THE TASK: Below are some records. Copy every line in them that holds "data".

********************

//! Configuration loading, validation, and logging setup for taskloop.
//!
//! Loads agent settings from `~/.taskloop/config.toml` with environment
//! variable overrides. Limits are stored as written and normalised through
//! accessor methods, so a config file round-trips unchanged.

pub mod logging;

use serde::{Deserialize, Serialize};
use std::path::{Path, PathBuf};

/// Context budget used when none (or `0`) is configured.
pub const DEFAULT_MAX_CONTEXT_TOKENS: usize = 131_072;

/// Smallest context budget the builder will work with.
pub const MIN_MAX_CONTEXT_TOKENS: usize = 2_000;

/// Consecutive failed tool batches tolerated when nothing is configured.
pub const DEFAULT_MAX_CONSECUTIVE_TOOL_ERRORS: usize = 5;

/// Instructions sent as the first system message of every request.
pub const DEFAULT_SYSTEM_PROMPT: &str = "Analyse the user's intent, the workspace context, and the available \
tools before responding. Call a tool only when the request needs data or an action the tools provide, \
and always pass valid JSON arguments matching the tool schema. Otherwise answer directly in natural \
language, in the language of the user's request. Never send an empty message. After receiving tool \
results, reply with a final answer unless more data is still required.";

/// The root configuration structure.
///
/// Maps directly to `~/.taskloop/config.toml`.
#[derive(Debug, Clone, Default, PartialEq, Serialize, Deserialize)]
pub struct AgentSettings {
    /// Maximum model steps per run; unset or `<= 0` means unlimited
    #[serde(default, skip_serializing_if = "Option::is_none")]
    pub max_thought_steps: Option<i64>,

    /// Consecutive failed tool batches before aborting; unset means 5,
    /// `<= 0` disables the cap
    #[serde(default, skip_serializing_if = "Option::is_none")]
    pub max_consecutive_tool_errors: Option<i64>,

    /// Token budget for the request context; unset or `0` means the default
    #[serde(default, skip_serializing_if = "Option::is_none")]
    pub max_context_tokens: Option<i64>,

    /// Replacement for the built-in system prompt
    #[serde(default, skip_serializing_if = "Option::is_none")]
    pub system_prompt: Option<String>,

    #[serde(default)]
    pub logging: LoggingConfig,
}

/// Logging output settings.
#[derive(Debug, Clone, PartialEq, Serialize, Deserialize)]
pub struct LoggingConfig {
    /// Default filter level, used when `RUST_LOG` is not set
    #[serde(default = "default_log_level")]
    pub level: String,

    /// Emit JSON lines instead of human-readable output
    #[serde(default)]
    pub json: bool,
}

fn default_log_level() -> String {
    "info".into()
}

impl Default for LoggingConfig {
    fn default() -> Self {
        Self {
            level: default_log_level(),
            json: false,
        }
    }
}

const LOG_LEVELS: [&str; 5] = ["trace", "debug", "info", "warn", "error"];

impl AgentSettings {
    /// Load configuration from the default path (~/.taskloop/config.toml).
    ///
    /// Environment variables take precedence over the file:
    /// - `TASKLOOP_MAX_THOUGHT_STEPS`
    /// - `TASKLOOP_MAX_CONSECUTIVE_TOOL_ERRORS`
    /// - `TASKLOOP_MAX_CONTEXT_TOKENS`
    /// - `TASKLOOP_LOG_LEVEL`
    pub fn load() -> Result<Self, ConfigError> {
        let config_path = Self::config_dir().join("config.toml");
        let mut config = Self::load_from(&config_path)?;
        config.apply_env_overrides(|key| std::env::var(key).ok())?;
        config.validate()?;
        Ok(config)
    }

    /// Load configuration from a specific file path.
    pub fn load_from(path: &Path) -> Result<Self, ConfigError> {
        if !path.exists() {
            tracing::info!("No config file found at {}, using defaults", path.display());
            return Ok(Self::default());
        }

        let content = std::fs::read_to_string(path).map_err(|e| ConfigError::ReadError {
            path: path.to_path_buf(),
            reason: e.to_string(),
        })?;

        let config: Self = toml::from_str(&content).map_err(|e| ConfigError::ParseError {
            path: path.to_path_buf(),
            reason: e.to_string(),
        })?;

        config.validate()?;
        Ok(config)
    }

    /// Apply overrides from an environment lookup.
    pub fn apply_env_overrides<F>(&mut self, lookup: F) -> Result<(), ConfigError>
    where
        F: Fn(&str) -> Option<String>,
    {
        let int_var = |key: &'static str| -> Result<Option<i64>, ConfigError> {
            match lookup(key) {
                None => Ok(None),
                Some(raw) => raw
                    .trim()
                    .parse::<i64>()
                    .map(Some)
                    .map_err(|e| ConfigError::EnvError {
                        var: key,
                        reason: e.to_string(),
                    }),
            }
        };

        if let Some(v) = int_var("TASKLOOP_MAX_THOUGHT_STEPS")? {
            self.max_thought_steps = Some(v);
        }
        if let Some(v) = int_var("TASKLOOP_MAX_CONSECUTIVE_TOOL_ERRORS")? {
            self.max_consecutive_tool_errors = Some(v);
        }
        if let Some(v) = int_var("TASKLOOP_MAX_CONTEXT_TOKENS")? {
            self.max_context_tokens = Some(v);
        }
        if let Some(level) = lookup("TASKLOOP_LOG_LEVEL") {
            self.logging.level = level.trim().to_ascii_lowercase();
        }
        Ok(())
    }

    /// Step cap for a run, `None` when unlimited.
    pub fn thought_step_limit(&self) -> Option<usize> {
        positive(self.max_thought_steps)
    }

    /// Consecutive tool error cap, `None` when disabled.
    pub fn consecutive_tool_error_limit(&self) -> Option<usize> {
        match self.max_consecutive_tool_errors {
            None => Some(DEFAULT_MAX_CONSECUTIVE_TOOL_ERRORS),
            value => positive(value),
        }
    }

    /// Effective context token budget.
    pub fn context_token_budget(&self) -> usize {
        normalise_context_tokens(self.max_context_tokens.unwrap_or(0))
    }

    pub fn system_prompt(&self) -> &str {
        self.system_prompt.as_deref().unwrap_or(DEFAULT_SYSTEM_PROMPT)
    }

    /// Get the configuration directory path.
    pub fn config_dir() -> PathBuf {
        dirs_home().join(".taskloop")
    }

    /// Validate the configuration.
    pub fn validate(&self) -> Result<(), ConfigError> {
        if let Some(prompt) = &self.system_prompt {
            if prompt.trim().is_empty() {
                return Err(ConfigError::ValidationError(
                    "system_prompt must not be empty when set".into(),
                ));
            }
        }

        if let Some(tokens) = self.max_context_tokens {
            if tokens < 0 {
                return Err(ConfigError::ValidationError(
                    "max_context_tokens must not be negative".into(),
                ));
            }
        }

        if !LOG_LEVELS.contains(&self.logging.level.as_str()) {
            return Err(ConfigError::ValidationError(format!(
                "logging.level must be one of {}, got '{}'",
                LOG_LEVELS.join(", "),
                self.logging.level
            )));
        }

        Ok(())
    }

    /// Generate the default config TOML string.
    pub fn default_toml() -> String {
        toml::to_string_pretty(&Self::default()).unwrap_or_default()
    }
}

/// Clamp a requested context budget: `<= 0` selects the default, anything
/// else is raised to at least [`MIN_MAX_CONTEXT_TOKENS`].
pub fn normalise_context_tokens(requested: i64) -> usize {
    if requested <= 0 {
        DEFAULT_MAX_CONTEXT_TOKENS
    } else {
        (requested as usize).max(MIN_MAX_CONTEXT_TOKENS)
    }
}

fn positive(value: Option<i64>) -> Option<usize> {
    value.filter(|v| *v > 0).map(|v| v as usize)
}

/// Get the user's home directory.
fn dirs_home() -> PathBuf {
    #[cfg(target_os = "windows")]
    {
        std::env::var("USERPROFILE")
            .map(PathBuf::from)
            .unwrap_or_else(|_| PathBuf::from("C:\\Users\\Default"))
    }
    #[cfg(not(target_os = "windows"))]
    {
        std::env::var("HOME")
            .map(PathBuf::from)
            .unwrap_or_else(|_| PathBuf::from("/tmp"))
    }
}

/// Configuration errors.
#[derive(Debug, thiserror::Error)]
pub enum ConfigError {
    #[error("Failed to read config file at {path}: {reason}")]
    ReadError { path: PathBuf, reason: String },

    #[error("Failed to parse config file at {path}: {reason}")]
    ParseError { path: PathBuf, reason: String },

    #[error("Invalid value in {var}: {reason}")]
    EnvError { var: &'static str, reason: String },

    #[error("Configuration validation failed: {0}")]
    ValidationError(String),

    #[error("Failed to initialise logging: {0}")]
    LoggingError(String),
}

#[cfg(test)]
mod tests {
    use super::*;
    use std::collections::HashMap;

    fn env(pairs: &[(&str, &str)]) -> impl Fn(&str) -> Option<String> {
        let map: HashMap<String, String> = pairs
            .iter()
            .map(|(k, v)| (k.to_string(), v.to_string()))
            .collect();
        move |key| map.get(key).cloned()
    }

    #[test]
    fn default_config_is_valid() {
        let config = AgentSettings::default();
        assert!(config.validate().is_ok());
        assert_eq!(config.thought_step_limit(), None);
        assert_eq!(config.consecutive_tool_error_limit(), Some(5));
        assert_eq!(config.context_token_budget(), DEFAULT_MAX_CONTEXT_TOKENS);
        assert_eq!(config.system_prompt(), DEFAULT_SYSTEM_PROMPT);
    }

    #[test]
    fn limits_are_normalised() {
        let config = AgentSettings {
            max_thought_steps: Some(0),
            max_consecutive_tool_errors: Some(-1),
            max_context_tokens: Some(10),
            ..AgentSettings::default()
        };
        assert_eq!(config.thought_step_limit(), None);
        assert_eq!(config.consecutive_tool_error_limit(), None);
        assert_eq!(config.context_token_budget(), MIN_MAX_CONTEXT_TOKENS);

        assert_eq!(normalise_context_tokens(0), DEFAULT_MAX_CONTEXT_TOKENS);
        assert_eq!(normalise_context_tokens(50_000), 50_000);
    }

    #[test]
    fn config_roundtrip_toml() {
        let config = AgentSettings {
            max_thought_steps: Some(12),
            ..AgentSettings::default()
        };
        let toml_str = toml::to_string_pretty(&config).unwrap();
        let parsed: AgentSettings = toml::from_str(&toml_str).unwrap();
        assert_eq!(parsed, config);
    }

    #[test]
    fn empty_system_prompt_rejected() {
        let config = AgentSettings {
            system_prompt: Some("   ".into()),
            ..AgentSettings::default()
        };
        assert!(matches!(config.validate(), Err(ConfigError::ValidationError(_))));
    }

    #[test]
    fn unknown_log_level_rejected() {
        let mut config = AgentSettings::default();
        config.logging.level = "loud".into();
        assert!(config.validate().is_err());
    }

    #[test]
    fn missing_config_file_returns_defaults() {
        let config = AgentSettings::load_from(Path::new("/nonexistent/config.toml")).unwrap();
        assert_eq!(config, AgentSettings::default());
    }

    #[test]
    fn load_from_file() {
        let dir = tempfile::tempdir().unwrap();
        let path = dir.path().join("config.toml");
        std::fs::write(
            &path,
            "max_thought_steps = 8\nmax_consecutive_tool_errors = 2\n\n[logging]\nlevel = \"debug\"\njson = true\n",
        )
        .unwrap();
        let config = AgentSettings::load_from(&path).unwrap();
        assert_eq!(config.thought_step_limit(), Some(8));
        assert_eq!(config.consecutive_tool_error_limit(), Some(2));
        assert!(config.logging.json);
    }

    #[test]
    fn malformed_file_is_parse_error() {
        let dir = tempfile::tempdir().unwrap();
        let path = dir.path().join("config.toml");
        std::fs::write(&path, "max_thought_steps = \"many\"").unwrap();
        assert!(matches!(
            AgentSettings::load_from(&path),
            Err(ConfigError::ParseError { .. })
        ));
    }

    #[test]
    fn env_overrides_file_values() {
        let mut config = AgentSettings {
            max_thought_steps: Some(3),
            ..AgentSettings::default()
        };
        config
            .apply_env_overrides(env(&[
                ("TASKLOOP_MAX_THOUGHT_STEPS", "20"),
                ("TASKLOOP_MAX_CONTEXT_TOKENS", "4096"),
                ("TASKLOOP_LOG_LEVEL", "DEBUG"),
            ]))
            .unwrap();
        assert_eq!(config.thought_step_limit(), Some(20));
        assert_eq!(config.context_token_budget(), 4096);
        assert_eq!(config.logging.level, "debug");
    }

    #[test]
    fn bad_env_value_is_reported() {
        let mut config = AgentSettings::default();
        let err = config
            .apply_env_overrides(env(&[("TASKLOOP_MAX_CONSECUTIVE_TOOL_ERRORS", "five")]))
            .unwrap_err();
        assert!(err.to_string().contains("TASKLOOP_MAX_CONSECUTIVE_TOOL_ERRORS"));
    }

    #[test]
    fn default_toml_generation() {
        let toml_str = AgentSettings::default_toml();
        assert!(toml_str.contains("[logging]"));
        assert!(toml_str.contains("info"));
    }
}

********************

TASK SOLUTION:
tools before responding. Call a tool only when the request needs data or an action the tools provide, \
results, reply with a final answer unless more data is still required.";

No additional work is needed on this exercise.